▶ **WHAT YOU ARE ASKED TO DO**
Gather all lines from the material that contain "super".

* * *

//! Transaction model
//!
//! A transaction is one line of the ledger: when it happened, what it was,
//! how much, and whether money came in or went out.

use chrono::NaiveDate;
use serde::{Deserialize, Serialize};
use std::fmt;

use super::ids::TransactionId;
use super::money::Money;

/// Direction of a transaction
///
/// The sign of the amount is never used for direction; this field is.
#[derive(Debug, Clone, Copy, PartialEq, Eq, Hash, Serialize, Deserialize, Default)]
#[serde(rename_all = "lowercase")]
pub enum TransactionType {
    /// Money going out (default)
    #[default]
    Expense,
    /// Money coming in
    Income,
}

impl TransactionType {
    /// Parse a transaction type, ignoring case and surrounding whitespace
    pub fn parse(s: &str) -> Option<Self> {
        match s.trim().to_lowercase().as_str() {
            "expense" => Some(Self::Expense),
            "income" => Some(Self::Income),
            _ => None,
        }
    }

    /// Lowercase name as stored in the ledger file
    pub fn as_str(&self) -> &'static str {
        match self {
            Self::Expense => "expense",
            Self::Income => "income",
        }
    }
}

impl fmt::Display for TransactionType {
    fn fmt(&self, f: &mut fmt::Formatter<'_>) -> fmt::Result {
        f.write_str(self.as_str())
    }
}

/// A ledger transaction
///
/// Field order matches the column order of the ledger file.
#[derive(Debug, Clone, PartialEq, Eq, Serialize, Deserialize)]
pub struct Transaction {
    /// 1-based position in the ledger
    pub id: TransactionId,

    /// Date the transaction was recorded
    pub date: NaiveDate,

    /// What the transaction was for, first character capitalized
    pub description: String,

    /// Amount, never negative
    pub amount: Money,

    /// Expense or income
    #[serde(rename = "type")]
    pub kind: TransactionType,
}

impl Transaction {
    /// Create a new transaction, capitalizing the description
    pub fn new(
        id: TransactionId,
        date: NaiveDate,
        description: &str,
        amount: Money,
        kind: TransactionType,
    ) -> Self {
        Self {
            id,
            date,
            description: capitalize_first(description.trim()),
            amount,
            kind,
        }
    }

    /// Check the fields a user can supply
    pub fn validate(&self) -> Result<(), TransactionValidationError> {
        if self.description.trim().is_empty() {
            return Err(TransactionValidationError::EmptyDescription);
        }

        if self.amount.is_negative() {
            return Err(TransactionValidationError::NegativeAmount(self.amount));
        }

        Ok(())
    }
}

impl fmt::Display for Transaction {
    fn fmt(&self, f: &mut fmt::Formatter<'_>) -> fmt::Result {
        write!(
            f,
            "#{} {} {} {} ({})",
            self.id,
            self.date.format("%Y-%m-%d"),
            self.description,
            self.amount,
            self.kind
        )
    }
}

/// Uppercase the first character and leave the rest untouched
pub fn capitalize_first(s: &str) -> String {
    let mut chars = s.chars();
    match chars.next() {
        Some(first) => first.to_uppercase().chain(chars).collect(),
        None => String::new(),
    }
}

/// Validation errors for transactions
#[derive(Debug, Clone, PartialEq, Eq)]
pub enum TransactionValidationError {
    EmptyDescription,
    NegativeAmount(Money),
}

impl fmt::Display for TransactionValidationError {
    fn fmt(&self, f: &mut fmt::Formatter<'_>) -> fmt::Result {
        match self {
            Self::EmptyDescription => write!(f, "Description cannot be empty"),
            Self::NegativeAmount(amount) => write!(
                f,
                "Amount cannot be negative ({}); use --type income or --type expense for direction",
                amount
            ),
        }
    }
}

impl std::error::Error for TransactionValidationError {}

#[cfg(test)]
mod tests {
    use super::*;

    fn date() -> NaiveDate {
        NaiveDate::from_ymd_opt(2025, 1, 15).unwrap()
    }

    #[test]
    fn test_new_capitalizes_description() {
        let txn = Transaction::new(
            TransactionId::from_position(0),
            date(),
            "  groceries at the market",
            Money::from_cents(4250),
            TransactionType::Expense,
        );

        assert_eq!(txn.description, "Groceries at the market");
        assert_eq!(txn.id.get(), 1);
    }

    #[test]
    fn test_capitalize_first() {
        assert_eq!(capitalize_first("rent"), "Rent");
        assert_eq!(capitalize_first("eBay refund"), "EBay refund");
        assert_eq!(capitalize_first("écoles"), "Écoles");
        assert_eq!(capitalize_first("42 apples"), "42 apples");
        assert_eq!(capitalize_first(""), "");
    }

    #[test]
    fn test_type_parse_is_case_insensitive() {
        assert_eq!(TransactionType::parse("INCOME"), Some(TransactionType::Income));
        assert_eq!(TransactionType::parse("Expense "), Some(TransactionType::Expense));
        assert_eq!(TransactionType::parse("transfer"), None);
        assert_eq!(TransactionType::Income.to_string(), "income");
    }

    #[test]
    fn test_validate() {
        let mut txn = Transaction::new(
            TransactionId::from_position(0),
            date(),
            "Salary",
            Money::from_cents(100_000),
            TransactionType::Income,
        );
        assert_eq!(txn.validate(), Ok(()));

        txn.amount = Money::from_cents(-1);
        assert_eq!(
            txn.validate(),
            Err(TransactionValidationError::NegativeAmount(Money::from_cents(-1)))
        );

        txn.amount = Money::zero();
        txn.description = "   ".into();
        assert_eq!(
            txn.validate(),
            Err(TransactionValidationError::EmptyDescription)
        );
    }

    #[test]
    fn test_serialization() {
        let txn = Transaction::new(
            TransactionId::from_position(2),
            date(),
            "Coffee",
            Money::from_cents(350),
            TransactionType::Expense,
        );

        let json = serde_json::to_value(&txn).unwrap();
        assert_eq!(json["id"], 3);
        assert_eq!(json["date"], "2025-01-15");
        assert_eq!(json["amount"], "3.50");
        assert_eq!(json["type"], "expense");

        let back: Transaction = serde_json::from_value(json).unwrap();
        assert_eq!(back, txn);
    }
}
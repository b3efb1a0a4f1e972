//! Audit log display formatting

use crate::audit::AuditEntry;

/// Format audit entries, one per line, oldest first
pub fn format_audit_entries(entries: &[AuditEntry]) -> String {
    if entries.is_empty() {
        return "No history recorded yet.\n".to_string();
    }

    let mut output = String::new();
    for entry in entries {
        output.push_str(&format!(
            "{} {} #{}",
            entry.timestamp.format("%Y-%m-%d %H:%M:%S"),
            entry.operation,
            entry.entity_id
        ));
        if let Some(name) = &entry.entity_name {
            output.push_str(&format!(" {}", name));
        }
        if let Some(diff) = &entry.diff_summary {
            output.push_str(&format!(" ({})", diff));
        }
        output.push('\n');
    }
    output
}
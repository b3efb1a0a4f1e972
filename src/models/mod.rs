//! Core data models for cents
//!
//! The ledger has a single entity, the transaction, plus the value types it
//! is built from.

pub mod ids;
pub mod money;
pub mod transaction;

pub use ids::{IdParseError, TransactionId};
pub use money::{Money, MoneyParseError};
pub use transaction::{capitalize_first, Transaction, TransactionType, TransactionValidationError};
//! cents - a command line ledger for income and expenses
//!
//! Transactions are kept in a single comma-delimited file under the user's
//! home directory. Every command loads the whole ledger, acts on it in
//! memory and writes it back.
//!
//! # Architecture
//!
//! - `config`: path resolution and user settings
//! - `error`: custom error types
//! - `models`: the transaction model and its value types
//! - `storage`: the ledger file store with atomic writes
//! - `audit`: append-only log of every mutation
//! - `services`: ledger rules (id renumbering, partial edits, filtering)
//! - `display`: table rendering and amount coloring
//! - `cli`: clap subcommands and their handlers
//!
//! # Example
//!
//! ```rust,no_run
//! use cents::config::CentsPaths;
//! use cents::models::{Money, TransactionType};
//! use cents::services::{LedgerService, NewTransaction};
//! use cents::storage::Storage;
//!
//! # fn main() -> cents::error::CentsResult<()> {
//! let storage = Storage::new(CentsPaths::new()?)?;
//! let ledger = LedgerService::new(&storage);
//! let input = NewTransaction::new("groceries", Money::from_cents(4250), TransactionType::Expense)?;
//! let txn = ledger.add(input)?;
//! assert_eq!(txn.description, "Groceries");
//! # Ok(())
//! # }
//! ```

pub mod audit;
pub mod cli;
pub mod config;
pub mod display;
pub mod error;
pub mod models;
pub mod services;
pub mod storage;

pub use error::CentsError;
//! Path management for cents
//!
//! ## Path Resolution Order
//!
//! 1. `CENTS_HOME` environment variable (if set)
//! 2. `~/.cents` under the current user's home directory

use std::path::PathBuf;

use directories::BaseDirs;

use crate::error::CentsError;

/// Environment variable that overrides the base directory
pub const HOME_ENV_VAR: &str = "CENTS_HOME";

/// Manages all paths used by cents
#[derive(Debug, Clone)]
pub struct CentsPaths {
    /// Base directory for all cents data
    base_dir: PathBuf,
}

impl CentsPaths {
    /// Create a new CentsPaths instance
    ///
    /// # Errors
    ///
    /// Returns an error if the home directory cannot be determined.
    pub fn new() -> Result<Self, CentsError> {
        let base_dir = match std::env::var(HOME_ENV_VAR) {
            Ok(custom) if !custom.trim().is_empty() => PathBuf::from(custom),
            _ => resolve_default_path()?,
        };

        Ok(Self { base_dir })
    }

    /// Create CentsPaths with a custom base directory (useful for testing)
    pub fn with_base_dir(base_dir: PathBuf) -> Self {
        Self { base_dir }
    }

    /// Get the base directory (~/.cents/ or the override)
    pub fn base_dir(&self) -> &PathBuf {
        &self.base_dir
    }

    /// Get the path to the ledger file
    pub fn transactions_file(&self) -> PathBuf {
        self.base_dir.join("transactions.csv")
    }

    /// Get the path to the settings file
    pub fn settings_file(&self) -> PathBuf {
        self.base_dir.join("config.json")
    }

    /// Get the path to the audit log
    pub fn audit_log(&self) -> PathBuf {
        self.base_dir.join("audit.log")
    }

    /// Ensure the base directory exists
    pub fn ensure_directories(&self) -> Result<(), CentsError> {
        std::fs::create_dir_all(&self.base_dir)
            .map_err(|e| CentsError::Io(format!("Failed to create base directory: {}", e)))
    }
}

fn resolve_default_path() -> Result<PathBuf, CentsError> {
    let dirs = BaseDirs::new()
        .ok_or_else(|| CentsError::Config("Could not determine home directory".into()))?;
    Ok(dirs.home_dir().join(".cents"))
}
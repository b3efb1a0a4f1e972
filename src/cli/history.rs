//! History CLI command
//!
//! Shows the most recent entries of the audit log.

use crate::display::format_audit_entries;
use crate::error::CentsResult;
use crate::storage::Storage;

/// Print the last `limit` audit entries
pub fn handle_history_command(storage: &Storage, limit: usize) -> CentsResult<()> {
    let Some(logger) = storage.audit() else {
        println!("Audit logging is disabled (audit_enabled is false in config.json).");
        return Ok(());
    };

    let entries = logger.read_recent(limit)?;
    print!("{}", format_audit_entries(&entries));
    Ok(())
}
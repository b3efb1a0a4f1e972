//! Money type for representing currency amounts
//!
//! Internally stores amounts in cents (i64) to avoid floating-point precision
//! issues. The ledger file stores amounts as plain decimal text ("42.50"), so
//! serde goes through that text form rather than the raw cents.

use serde::{Deserialize, Serialize};
use std::fmt;

/// Represents a monetary amount stored as cents (hundredths of the currency unit)
#[derive(Debug, Clone, Copy, PartialEq, Eq, PartialOrd, Ord, Hash, Serialize, Deserialize)]
#[serde(try_from = "String", into = "String")]
pub struct Money(i64);

impl Money {
    /// Create a Money amount from cents
    ///
    /// # Examples
    /// ```
    /// use cents::models::Money;
    /// let amount = Money::from_cents(4250); // 42.50
    /// assert_eq!(amount.to_string(), "42.50");
    /// ```
    pub const fn from_cents(cents: i64) -> Self {
        Self(cents)
    }

    /// Create a zero Money amount
    pub const fn zero() -> Self {
        Self(0)
    }

    /// Get the amount in cents
    pub const fn cents(&self) -> i64 {
        self.0
    }

    /// Get the whole units portion (truncated toward zero)
    pub const fn dollars(&self) -> i64 {
        self.0 / 100
    }

    /// Get the cents portion (0-99)
    pub const fn cents_part(&self) -> i64 {
        (self.0 % 100).abs()
    }

    /// Check if the amount is negative
    pub const fn is_negative(&self) -> bool {
        self.0 < 0
    }

    /// Parse a money amount from a string
    ///
    /// Accepts formats: "42.50", "42.5", "42", "$42.50", ".50", "-42.50".
    /// More than two fraction digits is rejected rather than truncated.
    pub fn parse(s: &str) -> Result<Self, MoneyParseError> {
        let original = s;
        let s = s.trim();

        let (negative, s) = match s.strip_prefix('-') {
            Some(stripped) => (true, stripped),
            None => (false, s),
        };

        // Remove currency symbol if present
        let s = s.strip_prefix('$').unwrap_or(s);

        let (whole, fraction) = match s.split_once('.') {
            Some((whole, fraction)) => (whole, fraction),
            None => (s, ""),
        };

        let is_digits = |part: &str| part.chars().all(|c| c.is_ascii_digit());
        if (whole.is_empty() && fraction.is_empty()) || !is_digits(whole) || !is_digits(fraction)
        {
            return Err(MoneyParseError::InvalidFormat(original.to_string()));
        }
        if fraction.len() > 2 {
            return Err(MoneyParseError::TooPrecise(original.to_string()));
        }

        let dollars: i64 = if whole.is_empty() {
            0
        } else {
            whole
                .parse()
                .map_err(|_| MoneyParseError::OutOfRange(original.to_string()))?
        };
        let cents: i64 = match fraction.len() {
            0 => 0,
            1 => fraction.parse::<i64>().unwrap_or(0) * 10,
            _ => fraction.parse().unwrap_or(0),
        };

        let total = dollars
            .checked_mul(100)
            .and_then(|d| d.checked_add(cents))
            .ok_or_else(|| MoneyParseError::OutOfRange(original.to_string()))?;

        Ok(Self(if negative { -total } else { total }))
    }

    /// Format with a currency symbol
    pub fn format_with_symbol(&self, symbol: &str) -> String {
        if self.is_negative() {
            format!(
                "-{}{}.{:02}",
                symbol,
                self.dollars().abs(),
                self.cents_part()
            )
        } else {
            format!("{}{}.{:02}", symbol, self.dollars(), self.cents_part())
        }
    }
}

impl Default for Money {
    fn default() -> Self {
        Self::zero()
    }
}

/// Plain decimal text with exactly two fraction digits, no currency symbol
impl fmt::Display for Money {
    fn fmt(&self, f: &mut fmt::Formatter<'_>) -> fmt::Result {
        f.write_str(&self.format_with_symbol(""))
    }
}

impl TryFrom<String> for Money {
    type Error = MoneyParseError;

    fn try_from(value: String) -> Result<Self, Self::Error> {
        Money::parse(&value)
    }
}

impl From<Money> for String {
    fn from(money: Money) -> Self {
        money.to_string()
    }
}

/// Error type for money parsing
#[derive(Debug, Clone, PartialEq, Eq)]
pub enum MoneyParseError {
    InvalidFormat(String),
    TooPrecise(String),
    OutOfRange(String),
}

impl fmt::Display for MoneyParseError {
    fn fmt(&self, f: &mut fmt::Formatter<'_>) -> fmt::Result {
        match self {
            MoneyParseError::InvalidFormat(s) => write!(f, "Invalid money format: '{}'", s),
            MoneyParseError::TooPrecise(s) => {
                write!(f, "Amount '{}' has more than two decimal places", s)
            }
            MoneyParseError::OutOfRange(s) => write!(f, "Amount '{}' is too large", s),
        }
    }
}

impl std::error::Error for MoneyParseError {}
//! Audit logger for the append-only audit log
//!
//! Each entry is written as a single JSON line and flushed immediately.

use std::fs::{File, OpenOptions};
use std::io::{BufRead, BufReader, Write};
use std::path::PathBuf;

use crate::error::{CentsError, CentsResult};

use super::entry::AuditEntry;

/// Handles writing audit entries to the audit log file (JSONL)
pub struct AuditLogger {
    log_path: PathBuf,
}

impl AuditLogger {
    /// Create a new AuditLogger that writes to the specified path
    pub fn new(log_path: PathBuf) -> Self {
        Self { log_path }
    }

    /// Append the entry as a JSON line
    pub fn log(&self, entry: &AuditEntry) -> CentsResult<()> {
        let mut file = OpenOptions::new()
            .create(true)
            .append(true)
            .open(&self.log_path)
            .map_err(|e| CentsError::Io(format!("Failed to open audit log: {}", e)))?;

        let json = serde_json::to_string(entry)
            .map_err(|e| CentsError::Json(format!("Failed to serialize audit entry: {}", e)))?;

        writeln!(file, "{}", json)
            .map_err(|e| CentsError::Io(format!("Failed to write audit entry: {}", e)))?;

        file.flush()
            .map_err(|e| CentsError::Io(format!("Failed to flush audit log: {}", e)))?;

        Ok(())
    }

    /// Read all audit entries, oldest first
    pub fn read_all(&self) -> CentsResult<Vec<AuditEntry>> {
        if !self.log_path.exists() {
            return Ok(Vec::new());
        }

        let file = File::open(&self.log_path)
            .map_err(|e| CentsError::Io(format!("Failed to open audit log: {}", e)))?;

        let reader = BufReader::new(file);
        let mut entries = Vec::new();

        for (line_num, line) in reader.lines().enumerate() {
            let line = line.map_err(|e| {
                CentsError::Io(format!(
                    "Failed to read audit log line {}: {}",
                    line_num + 1,
                    e
                ))
            })?;

            if line.trim().is_empty() {
                continue;
            }

            let entry: AuditEntry = serde_json::from_str(&line).map_err(|e| {
                CentsError::Json(format!(
                    "Failed to parse audit entry at line {}: {}",
                    line_num + 1,
                    e
                ))
            })?;

            entries.push(entry);
        }

        Ok(entries)
    }

    /// Read the most recent N entries from the log
    pub fn read_recent(&self, count: usize) -> CentsResult<Vec<AuditEntry>> {
        let mut all_entries = self.read_all()?;
        let start = all_entries.len().saturating_sub(count);
        Ok(all_entries.split_off(start))
    }
}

* * *

▶ **OUTPUT OF THE EXERCISE**
use super::ids::TransactionId;
use super::money::Money;
    use super::*;
use super::entry::AuditEntry;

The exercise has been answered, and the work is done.